Falling slowly, softly falling, the chiasmus collapses to the bar floor. (I had to look that one up.)
A figure of speech literally walks into a bar and ends up getting figuratively hammered.
An allusion walks into a bar, despite the fact that alcohol is its Achilles heel.
The subjunctive would have walked into a bar, had it only known.
A verb walks into a bar, sees a beautiful noun, and suggests they conjugate. The noun declines.
An Oxford comma walks into a bar, where it spends the evening watching the television getting drunk and smoking cigars.  (I have a story about ‘comma wars’)
A simile walks into a bar, as parched as a desert.
A gerund and an infinitive walk into a bar, drinking to forget.
A hyphenated word and a non-hyphenated word walk into a bar and the bartender nearly chokes on the irony.
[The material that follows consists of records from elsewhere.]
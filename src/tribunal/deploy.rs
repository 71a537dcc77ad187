//! Deployment hand-off
//!
//! Approved proposals are passed on once, after the approval is committed.
//! The hand-off is best effort: its failures are logged by the engine and
//! never undo an approval.

use crate::tribunal::proposal::Proposal;
use tracing::info;

pub trait DeploymentNotifier: Send + Sync {
    fn on_approved(&self, proposal: &Proposal) -> anyhow::Result<()>;
}

/// Logs the hand-off; the consuming views pick approved lessons up from storage
#[derive(Debug, Default)]
pub struct TracingNotifier;

impl DeploymentNotifier for TracingNotifier {
    fn on_approved(&self, proposal: &Proposal) -> anyhow::Result<()> {
        info!(
            proposal_id = %proposal.id,
            target_level = %proposal.target_level,
            checksum = proposal.content_checksum.as_deref().unwrap_or(""),
            "Lesson '{}' approved and ready for deployment",
            proposal.title
        );
        Ok(())
    }
}

/// Records every hand-off, optionally failing
#[cfg(test)]
#[derive(Default)]
pub struct RecordingNotifier {
    pub delivered: std::sync::Mutex<Vec<uuid::Uuid>>,
    pub fail: bool,
}

#[cfg(test)]
impl DeploymentNotifier for RecordingNotifier {
    fn on_approved(&self, proposal: &Proposal) -> anyhow::Result<()> {
        self.delivered.lock().unwrap().push(proposal.id);
        if self.fail {
            anyhow::bail!("deployment target unavailable");
        }
        Ok(())
    }
}
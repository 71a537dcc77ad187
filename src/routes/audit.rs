//! Audit Routes

use crate::error::ApiResult;
use crate::models::SuccessResponse;
use crate::state::SharedState;
use crate::tribunal::audit::AuditEntry;
use axum::{
    extract::{Query, State},
    Json,
};
use serde::{Deserialize, Serialize};
use uuid::Uuid;

const DEFAULT_LIMIT: usize = 100;
const MAX_LIMIT: usize = 1000;

#[derive(Debug, Deserialize)]
#[serde(rename_all = "camelCase")]
pub struct AuditQuery {
    pub proposal_id: Option<Uuid>,
    pub limit: Option<usize>,
}

#[derive(Debug, Serialize)]
#[serde(rename_all = "camelCase")]
pub struct AuditResponse {
    pub entries: Vec<AuditEntry>,
}

/// Lifecycle events, most recent first
pub async fn list_audit(
    State(state): State<SharedState>,
    Query(query): Query<AuditQuery>,
) -> ApiResult<Json<SuccessResponse<AuditResponse>>> {
    let limit = query.limit.unwrap_or(DEFAULT_LIMIT).min(MAX_LIMIT);
    let entries = state.audit.entries(query.proposal_id, limit).await;

    Ok(Json(SuccessResponse::with_data(
        format!("Found {} audit entries", entries.len()),
        AuditResponse { entries },
    )))
}
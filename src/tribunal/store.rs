//! Proposal storage
//!
//! Owns every proposal record. Each proposal lives in its own async mutex
//! slot; all writers for one id go through that slot, so mutations of a
//! single proposal are serialized while different proposals proceed in
//! parallel. A mutation works on a copy, commits it to the repository and
//! only then publishes it, which keeps failed operations side-effect free.

use crate::error::{proposal_not_found, AppError};
use crate::identity::{Identity, Level};
use crate::tribunal::audit::{AuditAction, AuditEntry, AuditLog};
use crate::tribunal::blocks::{Block, BlockDocument};
use crate::tribunal::proposal::{Category, MetadataPatch, Proposal, ProposalFilter};
use crate::tribunal::repository::ProposalRepository;
use std::collections::HashMap;
use std::sync::Arc;
use tokio::sync::{Mutex, OwnedMutexGuard, RwLock};
use tracing::{debug, info};
use uuid::Uuid;

type Slot = Arc<Mutex<Proposal>>;

/// Thread-safe proposal store backed by a repository
pub struct ProposalStore {
    repo: Arc<dyn ProposalRepository>,
    slots: RwLock<HashMap<Uuid, Slot>>,
    audit: Arc<AuditLog>,
}

/// Exclusive access to one proposal until dropped or committed
pub struct ProposalGuard<'a> {
    store: &'a ProposalStore,
    guard: OwnedMutexGuard<Proposal>,
}

impl ProposalGuard<'_> {
    pub fn current(&self) -> &Proposal {
        &self.guard
    }

    /// Persist `next` and make it the visible state
    pub async fn commit(mut self, mut next: Proposal) -> Result<Proposal, AppError> {
        if next.id != self.guard.id {
            return Err(AppError::Internal(format!(
                "commit for {} issued through guard of {}",
                next.id, self.guard.id
            )));
        }
        next.version = self.guard.version + 1;
        self.store.repo.commit(&next).await?;
        *self.guard = next.clone();
        debug!("Committed proposal {} at version {}", next.id, next.version);
        Ok(next)
    }

    /// Remove the proposal from the repository and the store
    async fn delete(self) -> Result<Proposal, AppError> {
        let id = self.guard.id;
        self.store.repo.remove(id).await?;
        self.store.slots.write().await.remove(&id);
        Ok(self.guard.clone())
    }
}

impl ProposalStore {
    pub fn new(repo: Arc<dyn ProposalRepository>, audit: Arc<AuditLog>) -> Self {
        Self {
            repo,
            slots: RwLock::new(HashMap::new()),
            audit,
        }
    }

    /// Build a store primed with everything the repository holds
    pub async fn load(repo: Arc<dyn ProposalRepository>, audit: Arc<AuditLog>) -> Result<Self, AppError> {
        let proposals = repo.load().await?;
        let store = Self::new(repo, audit);
        {
            let mut slots = store.slots.write().await;
            for p in proposals {
                slots.insert(p.id, Arc::new(Mutex::new(p)));
            }
            info!("Proposal store primed with {} records", slots.len());
        }
        Ok(store)
    }

    pub fn audit(&self) -> &AuditLog {
        &self.audit
    }

    /// Acquire the slot of `id` for exclusive use
    pub async fn lock(&self, id: Uuid) -> Result<ProposalGuard<'_>, AppError> {
        let slot = {
            let slots = self.slots.read().await;
            slots.get(&id).cloned().ok_or_else(|| proposal_not_found(id))?
        };
        let guard = slot.clone().lock_owned().await;

        // deleted while we were waiting
        let still_live = self
            .slots
            .read()
            .await
            .get(&id)
            .is_some_and(|live| Arc::ptr_eq(live, &slot));
        if !still_live {
            return Err(proposal_not_found(id));
        }

        Ok(ProposalGuard { store: self, guard })
    }

    /// Apply `f` to a copy of the proposal and commit it if `f` succeeds
    pub async fn mutate<T>(
        &self,
        id: Uuid,
        f: impl FnOnce(&mut Proposal) -> Result<T, AppError>,
    ) -> Result<(Proposal, T), AppError> {
        let guard = self.lock(id).await?;
        let mut next = guard.current().clone();
        let out = f(&mut next)?;
        let committed = guard.commit(next).await?;
        Ok((committed, out))
    }

    // =========================================================================
    // READS
    // =========================================================================

    pub async fn get(&self, id: Uuid) -> Result<Proposal, AppError> {
        let slot = {
            let slots = self.slots.read().await;
            slots.get(&id).cloned().ok_or_else(|| proposal_not_found(id))?
        };
        let proposal = slot.lock().await;
        Ok(proposal.clone())
    }

    pub async fn list(&self, filter: &ProposalFilter) -> Vec<Proposal> {
        let slots: Vec<Slot> = self.slots.read().await.values().cloned().collect();
        let mut out = Vec::with_capacity(slots.len());
        for slot in slots {
            let p = slot.lock().await;
            if filter.matches(&p) {
                out.push(p.clone());
            }
        }
        out.sort_by(|a, b| b.created_at.cmp(&a.created_at));
        out
    }

    pub async fn count(&self) -> usize {
        self.slots.read().await.len()
    }

    // =========================================================================
    // LIFECYCLE
    // =========================================================================

    /// Create a new empty draft
    pub async fn create(
        &self,
        author: &Identity,
        title: String,
        description: String,
        category: Category,
        target_level: Level,
    ) -> Result<Proposal, AppError> {
        let proposal = Proposal::new(author, title, description, category, target_level);
        self.insert(proposal).await
    }

    async fn insert(&self, proposal: Proposal) -> Result<Proposal, AppError> {
        self.repo.commit(&proposal).await?;
        self.slots
            .write()
            .await
            .insert(proposal.id, Arc::new(Mutex::new(proposal.clone())));

        self.audit
            .record(
                AuditEntry::proposal(AuditAction::ProposalCreated, proposal.id, proposal.author.id)
                    .with_details(serde_json::json!({
                        "title": proposal.title,
                        "revisionOf": proposal.revision_of,
                    })),
            )
            .await;
        info!("Created proposal '{}' (id: {})", proposal.title, proposal.id);
        Ok(proposal)
    }

    /// Replace the full block list
    pub async fn update_content(
        &self,
        id: Uuid,
        caller: Uuid,
        blocks: Vec<Block>,
        expected_version: Option<u64>,
    ) -> Result<Proposal, AppError> {
        let content = BlockDocument::from_blocks(blocks)?;
        let (proposal, _) = self
            .mutate(id, |p| {
                p.ensure_version(expected_version)?;
                p.update_content(caller, content)
            })
            .await?;
        self.record_update(&proposal, caller, "content").await;
        Ok(proposal)
    }

    /// Run a block-level edit (insert, move, retype...) against the content
    pub async fn edit_blocks<T>(
        &self,
        id: Uuid,
        caller: Uuid,
        expected_version: Option<u64>,
        edit: impl FnOnce(&mut BlockDocument) -> Result<T, AppError>,
    ) -> Result<(Proposal, T), AppError> {
        let (proposal, out) = self
            .mutate(id, |p| {
                p.ensure_version(expected_version)?;
                p.edit_content(caller, edit)
            })
            .await?;
        self.record_update(&proposal, caller, "blocks").await;
        Ok((proposal, out))
    }

    pub async fn update_metadata(
        &self,
        id: Uuid,
        caller: Uuid,
        patch: MetadataPatch,
        expected_version: Option<u64>,
    ) -> Result<Proposal, AppError> {
        let (proposal, _) = self
            .mutate(id, |p| {
                p.ensure_version(expected_version)?;
                p.update_metadata(caller, patch)
            })
            .await?;
        self.record_update(&proposal, caller, "metadata").await;
        Ok(proposal)
    }

    async fn record_update(&self, proposal: &Proposal, caller: Uuid, part: &str) {
        self.audit
            .record(
                AuditEntry::proposal(AuditAction::ProposalUpdated, proposal.id, caller)
                    .with_details(serde_json::json!({ "part": part, "version": proposal.version })),
            )
            .await;
    }

    /// `draft -> pending`
    pub async fn submit(&self, id: Uuid, caller: Uuid) -> Result<Proposal, AppError> {
        let (proposal, _) = self.mutate(id, |p| p.submit(caller)).await?;
        self.audit
            .record(AuditEntry::proposal(AuditAction::ProposalSubmitted, id, caller))
            .await;
        info!("Proposal {} submitted for review", id);
        Ok(proposal)
    }

    /// `pending -> draft`, clearing all votes
    pub async fn withdraw(&self, id: Uuid, caller: Uuid) -> Result<Proposal, AppError> {
        let (proposal, had_votes) = self
            .mutate(id, |p| {
                let had_votes = !p.votes.is_empty();
                p.withdraw(caller)?;
                Ok(had_votes)
            })
            .await?;
        self.audit
            .record(
                AuditEntry::proposal(AuditAction::ProposalWithdrawn, id, caller)
                    .with_details(serde_json::json!({ "votesDiscarded": had_votes })),
            )
            .await;
        info!("Proposal {} withdrawn to draft", id);
        Ok(proposal)
    }

    /// Delete a draft or pending proposal (author only)
    pub async fn delete(&self, id: Uuid, caller: Uuid) -> Result<(), AppError> {
        let guard = self.lock(id).await?;
        guard.current().ensure_deletable_by(caller)?;
        let removed = guard.delete().await?;
        self.audit
            .record(
                AuditEntry::proposal(AuditAction::ProposalDeleted, id, caller)
                    .with_details(serde_json::json!({ "title": removed.title })),
            )
            .await;
        info!("Deleted proposal '{}' (id: {})", removed.title, id);
        Ok(())
    }

    /// New draft seeded from a rejected proposal
    pub async fn revise(&self, id: Uuid, caller: &Identity) -> Result<Proposal, AppError> {
        let draft = {
            let guard = self.lock(id).await?;
            guard.current().revise(caller)?
        };
        let draft = self.insert(draft).await?;
        self.audit
            .record(
                AuditEntry::proposal(AuditAction::ProposalRevised, id, caller.id)
                    .with_details(serde_json::json!({ "draftId": draft.id })),
            )
            .await;
        Ok(draft)
    }
}
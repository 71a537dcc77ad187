//! Application configuration module
//!
//! Handles loading and validating configuration from environment variables.

use crate::identity::Level;
use serde::Deserialize;
use std::net::Ipv4Addr;
use std::path::PathBuf;
use thiserror::Error;

#[derive(Error, Debug)]
pub enum ConfigError {
    #[error("Invalid configuration value: {0}")]
    InvalidValue(String),
}

/// Server configuration
#[derive(Debug, Clone, Deserialize)]
pub struct ServerConfig {
    pub host: Ipv4Addr,
    pub port: u16,
}

impl Default for ServerConfig {
    fn default() -> Self {
        Self {
            host: Ipv4Addr::new(0, 0, 0, 0), // Bind to 0.0.0.0 for Docker
            port: 3000,
        }
    }
}

/// CORS configuration
#[derive(Debug, Clone, Deserialize)]
pub struct CorsConfig {
    pub allowed_origins: Vec<String>,
}

impl Default for CorsConfig {
    fn default() -> Self {
        Self {
            allowed_origins: vec!["http://localhost:3001".to_string()],
        }
    }
}

/// Governance settings
#[derive(Debug, Clone)]
pub struct TribunalConfig {
    /// Directory for JSON proposal records; `None` keeps everything in memory
    pub data_dir: Option<PathBuf>,
    /// Lowest level that may review
    pub reviewer_level: Level,
    pub allow_self_vote: bool,
}

impl Default for TribunalConfig {
    fn default() -> Self {
        Self {
            data_dir: None,
            reviewer_level: Level::MAESTRO,
            allow_self_vote: true,
        }
    }
}

/// Complete application settings
#[derive(Debug, Clone)]
pub struct Settings {
    pub server: ServerConfig,
    pub cors: CorsConfig,
    pub tribunal: TribunalConfig,
}

impl Settings {
    /// Load settings from environment variables
    pub fn load() -> Result<Self, ConfigError> {
        // Load .env file if it exists (ignore errors if file not found)
        let _ = dotenvy::dotenv();
        Self::from_lookup(|key| std::env::var(key).ok())
    }

    /// Build settings from any key lookup
    pub fn from_lookup(var: impl Fn(&str) -> Option<String>) -> Result<Self, ConfigError> {
        let server = ServerConfig {
            host: var("HOST")
                .and_then(|h| h.parse().ok())
                .unwrap_or_else(|| ServerConfig::default().host),
            port: var("PORT")
                .and_then(|p| p.parse().ok())
                .unwrap_or_else(|| ServerConfig::default().port),
        };

        let cors = CorsConfig {
            allowed_origins: var("ALLOWED_ORIGINS")
                .map(|s| s.split(',').map(|s| s.trim().to_string()).filter(|s| !s.is_empty()).collect())
                .unwrap_or_else(|| CorsConfig::default().allowed_origins),
        };

        let reviewer_level = match var("TRIBUNAL_REVIEWER_LEVEL") {
            Some(raw) => raw
                .trim()
                .parse::<u8>()
                .ok()
                .and_then(|l| Level::new(l).ok())
                .ok_or_else(|| {
                    ConfigError::InvalidValue(format!(
                        "TRIBUNAL_REVIEWER_LEVEL must be 1-6, got '{}'",
                        raw
                    ))
                })?,
            None => TribunalConfig::default().reviewer_level,
        };

        let allow_self_vote = match var("TRIBUNAL_ALLOW_SELF_VOTE") {
            Some(raw) => parse_bool(&raw).ok_or_else(|| {
                ConfigError::InvalidValue(format!(
                    "TRIBUNAL_ALLOW_SELF_VOTE must be true or false, got '{}'",
                    raw
                ))
            })?,
            None => TribunalConfig::default().allow_self_vote,
        };

        let tribunal = TribunalConfig {
            data_dir: var("TRIBUNAL_DATA_DIR")
                .map(|d| d.trim().to_string())
                .filter(|d| !d.is_empty())
                .map(PathBuf::from),
            reviewer_level,
            allow_self_vote,
        };

        Ok(Self { server, cors, tribunal })
    }
}

fn parse_bool(raw: &str) -> Option<bool> {
    match raw.trim().to_ascii_lowercase().as_str() {
        "1" | "true" | "yes" | "on" => Some(true),
        "0" | "false" | "no" | "off" => Some(false),
        _ => None,
    }
}

#[cfg(test)]
mod tests {
    use super::*;
    use std::collections::HashMap;

    fn settings(pairs: &[(&str, &str)]) -> Result<Settings, ConfigError> {
        let map: HashMap<String, String> = pairs
            .iter()
            .map(|(k, v)| (k.to_string(), v.to_string()))
            .collect();
        Settings::from_lookup(|k| map.get(k).cloned())
    }

    #[test]
    fn test_default_server_config() {
        let config = ServerConfig::default();
        assert_eq!(config.host, Ipv4Addr::new(0, 0, 0, 0));
        assert_eq!(config.port, 3000);
    }

    #[test]
    fn test_defaults_when_unset() {
        let s = settings(&[]).unwrap();
        assert_eq!(s.tribunal.reviewer_level, Level::MAESTRO);
        assert!(s.tribunal.allow_self_vote);
        assert!(s.tribunal.data_dir.is_none());
        assert_eq!(s.cors.allowed_origins, vec!["http://localhost:3001".to_string()]);
    }

    #[test]
    fn test_tribunal_overrides() {
        let s = settings(&[
            ("PORT", "8080"),
            ("TRIBUNAL_REVIEWER_LEVEL", "5"),
            ("TRIBUNAL_ALLOW_SELF_VOTE", "no"),
            ("TRIBUNAL_DATA_DIR", "/var/lib/tribunal"),
            ("ALLOWED_ORIGINS", "https://a.test, https://b.test"),
        ])
        .unwrap();
        assert_eq!(s.server.port, 8080);
        assert_eq!(s.tribunal.reviewer_level, Level::new(5).unwrap());
        assert!(!s.tribunal.allow_self_vote);
        assert_eq!(s.tribunal.data_dir, Some(PathBuf::from("/var/lib/tribunal")));
        assert_eq!(s.cors.allowed_origins.len(), 2);
    }

    #[test]
    fn test_invalid_values_are_rejected() {
        assert!(settings(&[("TRIBUNAL_REVIEWER_LEVEL", "9")]).is_err());
        assert!(settings(&[("TRIBUNAL_ALLOW_SELF_VOTE", "maybe")]).is_err());
    }
}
This is one of my favorite jokes.
Sebastian is the owner of a big furniture brand, in the mid-west arrived in Barcelona on a buying trip. As he was checking into a hotel he struck up an acquaintance with a gorgeous young lady. However, she only spoke Spanish and he only spoke English, so each couldn’t understand a word the other spoke.
He took out a pencil and a notebook and drew a picture of a taxi. Beautiful girl smiled, nodded her head and they went for a ride in the park.
Later, he drew an image of a table in a restaurant with a question mark and she understood, so they went to dinner.
After dinner, Sebastian sketched two dancers and she was delighted. They went to several night-clubs, drank champagne, danced and had a spectacular evening.
It had gotten quite late when she motioned for the pencil and drew a picture of a four-poster bed. Sebastian was completely amazed. To this very day, he still doesn’t know how she guessed that he sold furniture!
Which reminded me of this one:
Sheri, the pert and pretty nurse took her troubles to a resident psychiatrist in the hospital where she worked. “Doctor, you must help me,” she pleaded. “It’s gotten so that every time I meet one of the handsome young doctors here, I end up dating him, and then wind up having sex with him.  Afterward, I feel guilty and depressed for a week.”
“I see,” nodded the psychiatrist. “And you, no doubt, want me to strengthen your will power and resolve so you don’t do that anymore.”
“NO!!!” exclaimed the nurse. “I want you to fix it so I won’t feel guilty and depressed afterward!”